Amanda Spielman has said Ofsted will drop plans which could see inspectors to arrive at schools with just 150 minutes notice for on site preparations, if it “creates more problems than it solves.”
The chief inspector said today that it was being proposed as a “genuine effort” to make inspection less data driven but revealed that the plan could be dropped as a result of consultation.
Ofsted have insisted that on site preparation will give schools the chance to shape the inspection which starts the next day.
But Nick Brook, deputy general secretary of the National Association of Head Teachers warned that heads would “absolutely not” accept Ofsted’s description of an on-site meeting with an inspector as being preparation.

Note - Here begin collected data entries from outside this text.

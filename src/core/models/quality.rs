//! Commit message quality record

use serde::{Deserialize, Serialize};

/// Upper bound of [`CommitQuality::quality_score`]
pub const MAX_QUALITY_SCORE: u8 = 10;

/// Advisory quality metadata for one commit message
///
/// Produced by [`analyze_commit_quality`](crate::core::services::analyze_commit_quality).
/// Nothing in the pipeline gates on the score.
#[derive(Debug, Clone, Copy, PartialEq, Eq, Serialize, Deserialize)]
#[allow(clippy::struct_excessive_bools)]
pub struct CommitQuality {
    /// Length in characters
    pub length: usize,
    /// Contains at least one `.`
    pub has_period: bool,
    /// First character is an uppercase letter
    pub starts_capital: bool,
    /// First word is a known imperative verb
    pub has_imperative: bool,
    /// Shorter than 10 characters
    pub too_short: bool,
    /// Longer than 200 characters
    pub too_long: bool,
    /// Contains a digit
    pub has_numbers: bool,
    /// Contains characters outside letters, digits, whitespace and `.,!?-`
    pub has_special_chars: bool,
    /// Score in `0..=10`
    pub quality_score: u8,
}
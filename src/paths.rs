//! Centralized path definitions for commit-corpus
//!
//! ```text
//! ~/.config/commit-corpus/
//! └── config.toml               # Extraction and formatting defaults
//! ```

use std::path::PathBuf;

/// Application directory name under the user config dir
const APP_DIR: &str = "commit-corpus";

/// Global config filename
const CONFIG_FILE: &str = "config.toml";

/// Get the global commit-corpus directory.
///
/// Returns `<config dir>/commit-corpus/`, falling back to the home
/// directory when the platform has no config dir.
#[must_use]
pub fn global_config_dir() -> PathBuf {
    dirs::config_dir()
        .or_else(dirs::home_dir)
        .unwrap_or_else(|| PathBuf::from("."))
        .join(APP_DIR)
}

/// Get the global config file path.
#[must_use]
pub fn global_config() -> PathBuf {
    global_config_dir().join(CONFIG_FILE)
}
//! Validation verdict for a single (diff, message) pair

use serde::{Deserialize, Serialize};

use super::{CommitQuality, DiffStats, IssueTag};

/// Accept/reject decision with reasons
#[derive(Debug, Clone, PartialEq, Eq, Serialize, Deserialize)]
pub struct ValidationVerdict {
    /// True iff `issues` is empty
    pub valid: bool,
    /// Issues in the order the checks ran
    pub issues: Vec<IssueTag>,
    /// Present whenever the diff was non-empty
    pub diff_stats: Option<DiffStats>,
    /// Present whenever the message was non-empty
    pub commit_analysis: Option<CommitQuality>,
}

impl ValidationVerdict {
    /// Whether a specific issue fired
    #[must_use]
    pub fn has(&self, issue: IssueTag) -> bool {
        self.issues.contains(&issue)
    }
}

“For schools it will mark the start of the inspection process and be seen as a move towards no notice,” he added.
Ms Spielman said: “It’s something that has been very popular in our pilot inspections. It is in response to feedback is that inspection has become too data driven but if that is all you have to plan on then it is inevitably data driven.
"This is a genuine effort to have just the lead inspector to come along and have conversation that lets the provider talk about the things that they think should be the focus, what the strengths are and to talk about what’s happening that wouldn’t necessarily be reflected in the data.

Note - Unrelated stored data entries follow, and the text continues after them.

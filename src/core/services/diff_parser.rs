//! Unified diff statistics
//!
//! Single forward scan over the lines of a diff. Ill-formed input never
//! fails; it just yields sparse or all-zero counters.

use crate::core::models::DiffStats;

/// Header line that opens each file section
pub const DIFF_HEADER: &str = "diff --git";

/// Substring git prints for binary deltas
pub const BINARY_FILES: &str = "Binary files";

const NEW_FILE_MODE: &str = "new file mode";
const DELETED_FILE_MODE: &str = "deleted file mode";
const NEW_FILE_MARKER: &str = "+++";
const OLD_FILE_MARKER: &str = "---";
const DEV_NULL: &str = "/dev/null";

/// Parse counters from unified diff text
///
/// Each line is classified by the first rule that matches, in this order:
/// file header, new file mode, deleted file mode, `+++` target (inside a
/// file section), binary notice, added line, removed line.
///
/// A `+++` target that is not `/dev/null` counts toward `modified_files`,
/// so a newly created file is counted as both new and modified.
///
/// ```
/// use commit_corpus::core::services::parse_diff_stats;
///
/// let stats = parse_diff_stats("diff --git a/x.rs b/x.rs\n+++ b/x.rs\n+a\n-b\n-c");
/// assert_eq!(stats.files_changed, 1);
/// assert_eq!(stats.insertions, 1);
/// assert_eq!(stats.deletions, 2);
/// assert_eq!(stats.lines_changed, 3);
/// ```
#[must_use]
pub fn parse_diff_stats(diff_content: &str) -> DiffStats {
    let mut stats = DiffStats::default();
    let mut current_file: Option<&str> = None;
    let mut in_diff = false;

    for line in diff_content.split('\n') {
        if line.starts_with(DIFF_HEADER) {
            stats.files_changed += 1;
            current_file = line.split_whitespace().last();
            in_diff = true;
        } else if line.starts_with(NEW_FILE_MODE) {
            stats.new_files += 1;
        } else if line.starts_with(DELETED_FILE_MODE) {
            stats.deleted_files += 1;
        } else if in_diff && line.starts_with(NEW_FILE_MARKER) && !line.ends_with(DEV_NULL) {
            if current_file.is_some_and(|file| !file.ends_with(DEV_NULL)) {
                stats.modified_files += 1;
            }
        } else if line.contains(BINARY_FILES) {
            stats.binary_files += 1;
        } else if is_added_line(line) {
            stats.insertions += 1;
            stats.lines_changed += 1;
        } else if is_removed_line(line) {
            stats.deletions += 1;
            stats.lines_changed += 1;
        }
    }

    stats
}

/// `+` line that is not a `+++` file marker
#[must_use]
pub fn is_added_line(line: &str) -> bool {
    line.starts_with('+') && !line.starts_with(NEW_FILE_MARKER)
}

/// `-` line that is not a `---` file marker
#[must_use]
pub fn is_removed_line(line: &str) -> bool {
    line.starts_with('-') && !line.starts_with(OLD_FILE_MARKER)
}

/// Added or removed content line
#[must_use]
pub fn is_change_line(line: &str) -> bool {
    is_added_line(line) || is_removed_line(line)
}
//! Patch text rendering

use chrono::{DateTime, FixedOffset};
use git2::{Diff, DiffFormat, Time};

/// Render a tree diff as unified patch text
///
/// Content lines keep their `+`/`-`/` ` origin prefix; headers and binary
/// notices are emitted as libgit2 prints them.
pub fn render_patch(diff: &Diff<'_>) -> crate::Result<String> {
    let mut text = String::new();
    diff.print(DiffFormat::Patch, |_delta, _hunk, line| {
        if matches!(line.origin(), '+' | '-' | ' ') {
            text.push(line.origin());
        }
        text.push_str(&String::from_utf8_lossy(line.content()));
        true
    })?;
    Ok(text)
}

/// Format a libgit2 timestamp as RFC 3339 in its own offset
#[must_use]
pub fn format_time(time: Time) -> Option<String> {
    let offset = FixedOffset::east_opt(time.offset_minutes() * 60)?;
    DateTime::from_timestamp(time.seconds(), 0).map(|utc| utc.with_timezone(&offset).to_rfc3339())
}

"If this works then great but if it creates more problems than it solves then we won’t pursue it but it is a genuine attempt to address something that a lot of people had flagged as being a concern - that inspection had become too data driven."
Ms Spielman launched the consultation for Ofsted’s new inspection framework today at the Sixth Form College Association’s Winter Conference in London
The schools sector will be asked their views on a number of proposed changes including:
· a new ‘quality of education’ judgement, focused on curriculum to replace teaching and learning and outcomes judgement.
· no longer using schools’ internal performance data as inspection evidence - in a bid to cutdown on teacher workload
· separate judgements about learners’ ‘personal development’ and ‘behaviour and attitudes’
· extending short inspections of good schools to two days, to ensure inspectors have sufficient evidence that a school remains good
· Arriving at a morning's notice for on site preparation in the afternoon before an inspection starts.
Ms Spielman said : “The new quality of education judgement will look at how providers are deciding what to teach and why, how well they are doing it and whether it is leading to strong outcomes for young people.
"This will reward those who are ambitious and make sure that young people accumulate rich, well-connected knowledge and develop strong skills using this knowledge.
“This is all about raising true standards. Nothing is more pernicious to these than a culture of curriculum narrowing and teaching to the test.”
She will add: “Two words sum up my ambition for the framework: substance and integrity.
“The substance that has all children and young people exposed to the best that has been thought and said, achieve highly and set up to succeed.
“And the integrity that makes sure every child and young person is treated as an individual with potential to be unlocked, and staff as experts in their subject or field, not just as data gatherers and process managers. And above all that you are rewarded for doing the right thing."